- [Available data]:

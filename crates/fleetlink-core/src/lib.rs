//! # fleetlink core
//!
//! Pure primitives for fleetlink: content-addressed objects, messages and
//! their decomposition into chunks.
//!
//! This crate contains no I/O and no networking. It is pure computation
//! over the message object graph.
//!
//! ## Key Types
//!
//! - [`Message`] - Envelope plus content exchanged with the coordinator
//! - [`ObjectId`] - Content-addressed identifier (Blake3 hash)
//! - [`ObjectTree`] - How a message decomposes into objects
//! - [`FrozenObjects`] - One deflation of a message, ids fixed
//!
//! ## Canonicalization
//!
//! All objects are encoded using deterministic CBOR. See [`canonical`] module.

pub mod canonical;
pub mod crypto;
pub mod error;
pub mod inflatable;
pub mod message;
pub mod object;
pub mod record;
pub mod run;
pub mod types;

pub use crypto::{Blake3Hash, Ed25519PublicKey, Keypair};
pub use error::{CoreError, Result};
pub use inflatable::{deflate, inflate_message, FrozenObjects, Inflatable, ObjectContents};
pub use message::{message_type, Message, MessageEnvelope, MessageError, Metadata};
pub use object::{ObjectTree, ObjectType};
pub use record::{
    Array, ArrayChunk, ArrayRecord, ConfigRecord, ConfigValue, Record, RecordDict,
    ARRAY_CHUNK_SIZE,
};
pub use run::{Bundle, Run};
pub use types::{NodeId, ObjectId, RunId};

- [Exercise prompt]:
Where a line of the listing holds the string "FrozenObjects", copy that line.

- [Solution to this problem]:
//! - [`FrozenObjects`] - One deflation of a message, ids fixed
pub use inflatable::{deflate, inflate_message, FrozenObjects, Inflatable, ObjectContents};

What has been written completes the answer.